In spite of these encouraging findings, several obstacles remain to implementing engineered Treg-based therapy for T1D. First, it will depend on the stage of the disease; if enough beta cell mass has already been lost, it will need to be accompanied by transplantation of pancreatic islets. Second, it has been often challenging to grow enough Tregs to hit a therapeutic dose. Third, T1D pancreatic islets are depleted in IL-2 and enriched in inflammatory cytokines, thus hostile to Treg survival and stability. Moreover, pancreatic islets are the site of insulin production and Tregs react poorly to insulin. Of note, it is not clear how abundant Tregs are in islets of either healthy or T1D patients, as they might act mostly at the level of the pancreatic draining lymph nodes. But that shouldn’t deter us from targeting Tregs to islets to curb inflammation there, as the goal is to treat T1D, not recapitulate physiology. Finally, if Tregs from T1D patients may be inherently defective, then are they really the best candidates to treat the disease? Should we be looking at ways to repair Tregs from T1D patients for autologous therapy, or generate universally compatible Tregs from healthy individuals for allogeneic therapy?

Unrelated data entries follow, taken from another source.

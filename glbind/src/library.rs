//! Opening the system OpenGL library and resolving symbols from it without
//! help from a windowing library.

use crate::config;
use crate::error::{LoadError, Result};
use libloading::Library;
use std::ffi::{c_char, c_void, CStr, CString, OsString};
use std::ptr;
use tracing::{debug, info, warn};

type GetProcAddressFn = unsafe extern "system" fn(name: *const c_char) -> *const c_void;

#[cfg(target_os = "macos")]
const LIBRARY_CANDIDATES: &[&str] = &[
    "../Frameworks/OpenGL.framework/OpenGL",
    "/Library/Frameworks/OpenGL.framework/OpenGL",
    "/System/Library/Frameworks/OpenGL.framework/OpenGL",
    "/System/Library/Frameworks/OpenGL.framework/Versions/Current/OpenGL",
];

#[cfg(target_os = "windows")]
const LIBRARY_CANDIDATES: &[&str] = &["opengl32.dll"];

#[cfg(target_os = "cygwin")]
const LIBRARY_CANDIDATES: &[&str] = &["libGL-1.so", "libGL.so.1", "libGL.so"];

#[cfg(not(any(target_os = "macos", target_os = "windows", target_os = "cygwin")))]
const LIBRARY_CANDIDATES: &[&str] = &["libGL.so.1", "libGL.so"];

#[cfg(target_os = "macos")]
const GET_PROC_ADDRESS: Option<&str> = None;

#[cfg(target_os = "windows")]
const GET_PROC_ADDRESS: Option<&str> = Some("wglGetProcAddress");

#[cfg(not(any(target_os = "macos", target_os = "windows")))]
const GET_PROC_ADDRESS: Option<&str> = Some("glXGetProcAddressARB");

/// A dynamically opened OpenGL library. Closed when dropped.
pub struct GlLibrary {
    // Declared before `library` so it can never outlive it.
    get_proc_address: Option<GetProcAddressFn>,
    library: Library,
    path: String,
}

impl std::fmt::Debug for GlLibrary {
    fn fmt(&self, f: &mut std::fmt::Formatter) -> std::fmt::Result {
        f.debug_struct("GlLibrary")
            .field("path", &self.path)
            .field("get_proc_address", &self.get_proc_address.is_some())
            .finish()
    }
}

impl GlLibrary {
    /// Platform library names, in the order they are tried.
    pub fn candidates() -> &'static [&'static str] {
        LIBRARY_CANDIDATES
    }

    /// Platform symbol used for extension entry points, if the platform
    /// has one.
    pub fn default_get_proc_address() -> Option<&'static str> {
        GET_PROC_ADDRESS
    }

    pub fn open() -> Result<Self> {
        Self::open_with(&config::Library::default())
    }

    /// Tries the configured search paths, then the platform candidates, and
    /// keeps the first library that opens. Each candidate is tried once.
    pub fn open_with(config: &config::Library) -> Result<Self> {
        let candidates = config
            .search_paths
            .iter()
            .map(|path| path.as_os_str().to_owned())
            .chain(LIBRARY_CANDIDATES.iter().map(OsString::from));

        let mut tried = Vec::new();
        for candidate in candidates {
            let path = candidate.to_string_lossy().into_owned();
            match unsafe { Library::new(&candidate) } {
                Ok(library) => {
                    info!("opened OpenGL library {path}");
                    let symbol = config.get_proc_address().or(GET_PROC_ADDRESS);
                    let get_proc_address =
                        symbol.and_then(|symbol| lookup_get_proc_address(&library, symbol));
                    return Ok(GlLibrary {
                        get_proc_address,
                        library,
                        path,
                    });
                }
                Err(err) => {
                    debug!("could not open {path}: {err}");
                    tried.push(path);
                }
            }
        }

        warn!("no OpenGL library found");
        Err(LoadError::LibraryNotFound { candidates: tried })
    }

    pub fn path(&self) -> &str {
        &self.path
    }

    pub fn has_get_proc_address(&self) -> bool {
        self.get_proc_address.is_some()
    }

    /// Resolves `name` through the platform lookup first, then as a plain
    /// exported symbol of the library. Null when neither knows it.
    pub fn proc_address(&self, name: &CStr) -> *const c_void {
        if let Some(get_proc_address) = self.get_proc_address {
            let address = unsafe { get_proc_address(name.as_ptr()) };
            if is_valid_address(address) {
                return address;
            }
        }

        unsafe { self.library.get::<*const c_void>(name.to_bytes_with_nul()) }
            .map(|symbol| *symbol)
            .unwrap_or(ptr::null())
    }
}

fn lookup_get_proc_address(library: &Library, symbol: &str) -> Option<GetProcAddressFn> {
    let Ok(name) = CString::new(symbol) else {
        warn!("invalid get-proc-address symbol {symbol:?}");
        return None;
    };
    match unsafe { library.get::<GetProcAddressFn>(name.as_bytes_with_nul()) } {
        Ok(function) => Some(*function),
        Err(err) => {
            debug!("{symbol} not found, using exported symbols only: {err}");
            None
        }
    }
}

// wglGetProcAddress reports failure with small sentinels as well as null.
#[cfg(target_os = "windows")]
#[inline]
fn is_valid_address(address: *const c_void) -> bool {
    !matches!(address as isize, -1 | 0 | 1 | 2 | 3)
}

#[cfg(not(target_os = "windows"))]
#[inline]
fn is_valid_address(address: *const c_void) -> bool {
    !address.is_null()
}

#[cfg(test)]
mod tests {
    use super::*;
    use std::path::PathBuf;

    #[test]
    fn test_platform_candidates() {
        assert!(!GlLibrary::candidates().is_empty());
        #[cfg(target_os = "linux")]
        {
            assert_eq!(GlLibrary::candidates(), &["libGL.so.1", "libGL.so"]);
            assert_eq!(
                GlLibrary::default_get_proc_address(),
                Some("glXGetProcAddressARB")
            );
        }
        #[cfg(target_os = "windows")]
        assert_eq!(GlLibrary::candidates(), &["opengl32.dll"]);
        #[cfg(target_os = "macos")]
        assert_eq!(GlLibrary::default_get_proc_address(), None);
    }

    #[test]
    fn test_failure_lists_every_candidate() {
        let config = config::Library {
            search_paths: vec![PathBuf::from("/glbind/does/not/exist/libGL.so")],
            get_proc_address: None,
        };
        // The system library may well exist; only the missing path is certain.
        if let Err(LoadError::LibraryNotFound { candidates }) = GlLibrary::open_with(&config)
        {
            assert_eq!(candidates[0], "/glbind/does/not/exist/libGL.so");
            assert_eq!(&candidates[1..], GlLibrary::candidates());
        }
    }

    #[test]
    fn test_null_is_never_valid() {
        assert!(!is_valid_address(ptr::null()));
        assert!(is_valid_address(0x1000 as *const c_void));
    }
}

The prize is much too large not to carry on.

It took a village to create these engineered anti-HLA-A2 CAR Tregs for these proof-of-concept studies, and I know it will take an even larger one to translate these findings into patients. But this experience taught me that we scientists – despite all the competition and deep thinking inherent to science – can be formidable team players. By combining expertise, clearly communicating not only goals but also failures and short-comings, and coordinating tasks even in the face of a global pandemic and its restrictions to movement and face-to-face time, we were able to go from the white board into engineering anti-HLA-A2 CAR Tregs into existence. The prize is much too large not to carry on. If successful, it could be the first in a wave of approaches using cells as living drugs to truly re-educate the immune systems of patients suffering from autoimmunity and inflammation.